--- BRIEF ---
Down to the last character, write out the records below.

Stored data entries
=== Section Start ===

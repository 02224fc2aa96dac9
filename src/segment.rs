use crate::sync::{AtomicPtr, AtomicU8, AtomicUsize, Backoff, Ordering};

use std::cell::UnsafeCell;
use std::ptr;

/// What a slot holds once its writer is done with it.
pub(crate) enum Payload<T> {
    Empty,
    Value(T),
    // the real answer for this read lives at an earlier position
    Redirect(usize),
    // the reservation is unusable, the reader takes a fresh one
    Dead,
}

impl<T> Payload<T> {
    fn state(&self) -> u8 {
        match self {
            Payload::Empty => Slot::EMPTY,
            Payload::Value(_) => Slot::READY,
            Payload::Redirect(_) => Slot::RETRY,
            Payload::Dead => Slot::DEAD,
        }
    }
}

pub(crate) struct Slot<T> {
    payload: UnsafeCell<Payload<T>>,
    state: AtomicU8,
}

impl Slot<()> {
    const EMPTY: u8 = 0;
    const READY: u8 = 1;
    const RETRY: u8 = 2;
    const DEAD: u8 = 3;
}

impl<T> Slot<T> {
    fn new() -> Slot<T> {
        Slot {
            payload: UnsafeCell::new(Payload::Empty),
            state: AtomicU8::new(Slot::EMPTY),
        }
    }

    /// Stores `payload` and makes it visible to the reader of this slot.
    ///
    /// # Safety
    ///
    /// The caller must hold the write reservation for this slot's position.
    pub(crate) unsafe fn publish(&self, payload: Payload<T>) {
        let state = payload.state();
        debug_assert_ne!(state, Slot::EMPTY);
        debug_assert_eq!(self.state.load(Ordering::Relaxed), Slot::EMPTY);

        self.payload.get().write(payload);
        self.state.store(state, Ordering::Release);
    }

    /// Waits for the writer to publish, then moves the payload out.
    ///
    /// The wait is bounded: a reader only gets here once the position has
    /// been reserved for writing, and publishing never blocks.
    ///
    /// # Safety
    ///
    /// The caller must be the one party resolving this slot's position.
    pub(crate) unsafe fn take(&self) -> Payload<T> {
        let backoff = Backoff::new();
        while self.state.load(Ordering::Acquire) == Slot::EMPTY {
            backoff.snooze();
        }

        ptr::replace(self.payload.get(), Payload::Empty)
    }
}

/// A chunk of slots, chained to the segment it extends.
///
/// A segment owns positions `start..start + slots.len()` and can address
/// every position below that through its `older` chain.
///
/// `refs` counts one unit per slot (released by whoever resolves the slot),
/// one for the queue's pointer to the newest segment, and for extensions one
/// for the link held by the older segment. Reclamation therefore runs from
/// older to newer segments: the freed segments are always a prefix of the
/// chain, and every live one is reachable from the newest through `older`.
pub(crate) struct Segment<T> {
    slots: Box<[Slot<T>]>,
    start: usize,
    older: AtomicPtr<Segment<T>>,
    newer: AtomicPtr<Segment<T>>,
    refs: AtomicUsize,
}

impl<T> Segment<T> {
    /// Allocates the segment a queue starts with.
    pub(crate) fn first(chunk_size: usize) -> *mut Segment<T> {
        Segment::alloc(chunk_size, 0, ptr::null_mut(), chunk_size + 1)
    }

    /// Allocates a segment extending `older` by one chunk and links the two.
    ///
    /// # Safety
    ///
    /// `older` must be the newest segment of a live chain, and the caller
    /// must have won the grow election.
    pub(crate) unsafe fn extend(older: *mut Segment<T>) -> *mut Segment<T> {
        let older_ref = &*older;
        let chunk_size = older_ref.slots.len();

        let segment = Segment::alloc(
            chunk_size,
            older_ref.addressable_range(),
            older,
            chunk_size + 2,
        );
        older_ref.newer.store(segment, Ordering::Release);
        segment
    }

    fn alloc(
        chunk_size: usize,
        start: usize,
        older: *mut Segment<T>,
        refs: usize,
    ) -> *mut Segment<T> {
        let slots = (0..chunk_size).map(|_| Slot::new()).collect();

        Box::into_raw(Box::new(Segment {
            slots,
            start,
            older: AtomicPtr::new(older),
            newer: AtomicPtr::new(ptr::null_mut()),
            refs: AtomicUsize::new(refs),
        }))
    }

    /// One past the highest position this segment can address.
    pub(crate) fn addressable_range(&self) -> usize {
        self.start + self.slots.len()
    }

    /// Resolves the slot of a position reserved for writing, along with the
    /// segment owning it.
    ///
    /// # Safety
    ///
    /// `segment` must have been loaded after a capacity covering `position`
    /// was observed, and `position` must not have been resolved yet.
    pub(crate) unsafe fn get_for_write<'a>(
        segment: *mut Segment<T>,
        position: usize,
    ) -> (*mut Segment<T>, &'a Slot<T>) {
        match Segment::locate(segment, position) {
            Some(found) => found,
            None => broken_chain(position),
        }
    }

    /// Like [`get_for_write`](Segment::get_for_write), but reports a chain
    /// that was already reclaimed below `segment` instead of failing.
    ///
    /// # Safety
    ///
    /// Same as `get_for_write`.
    pub(crate) unsafe fn get_for_read<'a>(
        segment: *mut Segment<T>,
        position: usize,
    ) -> Option<(*mut Segment<T>, &'a Slot<T>)> {
        Segment::locate(segment, position)
    }

    unsafe fn locate<'a>(
        mut segment: *mut Segment<T>,
        position: usize,
    ) -> Option<(*mut Segment<T>, &'a Slot<T>)> {
        loop {
            let current = &*segment;

            if position >= current.start {
                return current
                    .slots
                    .get(position - current.start)
                    .map(|slot| (segment, slot));
            }

            // the position lives in an older segment
            segment = current.older.load(Ordering::Acquire);
            if segment.is_null() {
                return None;
            }
        }
    }

    /// Drops one unit of `segment`, reclaiming it and any newer segments
    /// it was keeping alive once their counts reach zero.
    ///
    /// # Safety
    ///
    /// The caller must own the unit it releases, and must not touch
    /// `segment` afterwards.
    pub(crate) unsafe fn release(mut segment: *mut Segment<T>) {
        loop {
            let current = &*segment;
            if current.refs.fetch_sub(1, Ordering::AcqRel) != 1 {
                return;
            }

            let newer = current.newer.load(Ordering::Acquire);
            if let Some(newer) = newer.as_ref() {
                newer.older.store(ptr::null_mut(), Ordering::Release);
            }

            tracing::trace!(start = current.start, "reclaiming drained segment");
            drop(Box::from_raw(segment));

            // release the link unit we held on the newer segment
            if newer.is_null() {
                return;
            }
            segment = newer;
        }
    }

    /// Frees `newest` and every segment still reachable from it.
    ///
    /// # Safety
    ///
    /// No other thread may access the chain.
    pub(crate) unsafe fn free_chain(newest: *mut Segment<T>) {
        let mut segment = newest;
        while !segment.is_null() {
            let older = (&*segment).older.load(Ordering::Relaxed);
            drop(Box::from_raw(segment));
            segment = older;
        }
    }

    #[cfg(test)]
    pub(crate) fn refs(&self) -> usize {
        self.refs.load(Ordering::Relaxed)
    }

    #[cfg(test)]
    pub(crate) fn older(&self) -> *mut Segment<T> {
        self.older.load(Ordering::Relaxed)
    }
}

#[cold]
pub(crate) fn broken_chain(position: usize) -> ! {
    tracing::error!(position, "segment chain reclaimed under a live position");
    panic!("segment chain reclaimed under live position {}", position);
}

=== Section End ===

--- RESPONSE ---
repository 02224fc2aa96dac9
filename src/segment.rs
use crate::sync::{AtomicPtr, AtomicU8, AtomicUsize, Backoff, Ordering};

use std::cell::UnsafeCell;
use std::ptr;

/// What a slot holds once its writer is done with it.
pub(crate) enum Payload<T> {
    Empty,
    Value(T),
    // the real answer for this read lives at an earlier position
    Redirect(usize),
    // the reservation is unusable, the reader takes a fresh one
    Dead,
}

impl<T> Payload<T> {
    fn state(&self) -> u8 {
        match self {
            Payload::Empty => Slot::EMPTY,
            Payload::Value(_) => Slot::READY,
            Payload::Redirect(_) => Slot::RETRY,
            Payload::Dead => Slot::DEAD,
        }
    }
}

pub(crate) struct Slot<T> {
    payload: UnsafeCell<Payload<T>>,
    state: AtomicU8,
}

impl Slot<()> {
    const EMPTY: u8 = 0;
    const READY: u8 = 1;
    const RETRY: u8 = 2;
    const DEAD: u8 = 3;
}

impl<T> Slot<T> {
    fn new() -> Slot<T> {
        Slot {
            payload: UnsafeCell::new(Payload::Empty),
            state: AtomicU8::new(Slot::EMPTY),
        }
    }

    /// Stores `payload` and makes it visible to the reader of this slot.
    ///
    /// # Safety
    ///
    /// The caller must hold the write reservation for this slot's position.
    pub(crate) unsafe fn publish(&self, payload: Payload<T>) {
        let state = payload.state();
        debug_assert_ne!(state, Slot::EMPTY);
        debug_assert_eq!(self.state.load(Ordering::Relaxed), Slot::EMPTY);

        self.payload.get().write(payload);
        self.state.store(state, Ordering::Release);
    }

    /// Waits for the writer to publish, then moves the payload out.
    ///
    /// The wait is bounded: a reader only gets here once the position has
    /// been reserved for writing, and publishing never blocks.
    ///
    /// # Safety
    ///
    /// The caller must be the one party resolving this slot's position.
    pub(crate) unsafe fn take(&self) -> Payload<T> {
        let backoff = Backoff::new();
        while self.state.load(Ordering::Acquire) == Slot::EMPTY {
            backoff.snooze();
        }

        ptr::replace(self.payload.get(), Payload::Empty)
    }
}

/// A chunk of slots, chained to the segment it extends.
///
/// A segment owns positions `start..start + slots.len()` and can address
/// every position below that through its `older` chain.
///
/// `refs` counts one unit per slot (released by whoever resolves the slot),
/// one for the queue's pointer to the newest segment, and for extensions one
/// for the link held by the older segment. Reclamation therefore runs from
/// older to newer segments: the freed segments are always a prefix of the
/// chain, and every live one is reachable from the newest through `older`.
pub(crate) struct Segment<T> {
    slots: Box<[Slot<T>]>,
    start: usize,
    older: AtomicPtr<Segment<T>>,
    newer: AtomicPtr<Segment<T>>,
    refs: AtomicUsize,
}

impl<T> Segment<T> {
    /// Allocates the segment a queue starts with.
    pub(crate) fn first(chunk_size: usize) -> *mut Segment<T> {
        Segment::alloc(chunk_size, 0, ptr::null_mut(), chunk_size + 1)
    }

    /// Allocates a segment extending `older` by one chunk and links the two.
    ///
    /// # Safety
    ///
    /// `older` must be the newest segment of a live chain, and the caller
    /// must have won the grow election.
    pub(crate) unsafe fn extend(older: *mut Segment<T>) -> *mut Segment<T> {
        let older_ref = &*older;
        let chunk_size = older_ref.slots.len();

        let segment = Segment::alloc(
            chunk_size,
            older_ref.addressable_range(),
            older,
            chunk_size + 2,
        );
        older_ref.newer.store(segment, Ordering::Release);
        segment
    }

    fn alloc(
        chunk_size: usize,
        start: usize,
        older: *mut Segment<T>,
        refs: usize,
    ) -> *mut Segment<T> {
        let slots = (0..chunk_size).map(|_| Slot::new()).collect();

        Box::into_raw(Box::new(Segment {
            slots,
            start,
            older: AtomicPtr::new(older),
            newer: AtomicPtr::new(ptr::null_mut()),
            refs: AtomicUsize::new(refs),
        }))
    }

    /// One past the highest position this segment can address.
    pub(crate) fn addressable_range(&self) -> usize {
        self.start + self.slots.len()
    }

    /// Resolves the slot of a position reserved for writing, along with the
    /// segment owning it.
    ///
    /// # Safety
    ///
    /// `segment` must have been loaded after a capacity covering `position`
    /// was observed, and `position` must not have been resolved yet.
    pub(crate) unsafe fn get_for_write<'a>(
        segment: *mut Segment<T>,
        position: usize,
    ) -> (*mut Segment<T>, &'a Slot<T>) {
        match Segment::locate(segment, position) {
            Some(found) => found,
            None => broken_chain(position),
        }
    }

    /// Like [`get_for_write`](Segment::get_for_write), but reports a chain
    /// that was already reclaimed below `segment` instead of failing.
    ///
    /// # Safety
    ///
    /// Same as `get_for_write`.
    pub(crate) unsafe fn get_for_read<'a>(
        segment: *mut Segment<T>,
        position: usize,
    ) -> Option<(*mut Segment<T>, &'a Slot<T>)> {
        Segment::locate(segment, position)
    }

    unsafe fn locate<'a>(
        mut segment: *mut Segment<T>,
        position: usize,
    ) -> Option<(*mut Segment<T>, &'a Slot<T>)> {
        loop {
            let current = &*segment;

            if position >= current.start {
                return current
                    .slots
                    .get(position - current.start)
                    .map(|slot| (segment, slot));
            }

            // the position lives in an older segment
            segment = current.older.load(Ordering::Acquire);
            if segment.is_null() {
                return None;
            }
        }
    }

    /// Drops one unit of `segment`, reclaiming it and any newer segments
    /// it was keeping alive once their counts reach zero.
    ///
    /// # Safety
    ///
    /// The caller must own the unit it releases, and must not touch
    /// `segment` afterwards.
    pub(crate) unsafe fn release(mut segment: *mut Segment<T>) {
        loop {
            let current = &*segment;
            if current.refs.fetch_sub(1, Ordering::AcqRel) != 1 {
                return;
            }

            let newer = current.newer.load(Ordering::Acquire);
            if let Some(newer) = newer.as_ref() {
                newer.older.store(ptr::null_mut(), Ordering::Release);
            }

            tracing::trace!(start = current.start, "reclaiming drained segment");
            drop(Box::from_raw(segment));

            // release the link unit we held on the newer segment
            if newer.is_null() {
                return;
            }
            segment = newer;
        }
    }

    /// Frees `newest` and every segment still reachable from it.
    ///
    /// # Safety
    ///
    /// No other thread may access the chain.
    pub(crate) unsafe fn free_chain(newest: *mut Segment<T>) {
        let mut segment = newest;
        while !segment.is_null() {
            let older = (&*segment).older.load(Ordering::Relaxed);
            drop(Box::from_raw(segment));
            segment = older;
        }
    }

    #[cfg(test)]
    pub(crate) fn refs(&self) -> usize {
        self.refs.load(Ordering::Relaxed)
    }

    #[cfg(test)]
    pub(crate) fn older(&self) -> *mut Segment<T> {
        self.older.load(Ordering::Relaxed)
    }
}

#[cold]
pub(crate) fn broken_chain(position: usize) -> ! {
    tracing::error!(position, "segment chain reclaimed under a live position");
    panic!("segment chain reclaimed under live position {}", position);
}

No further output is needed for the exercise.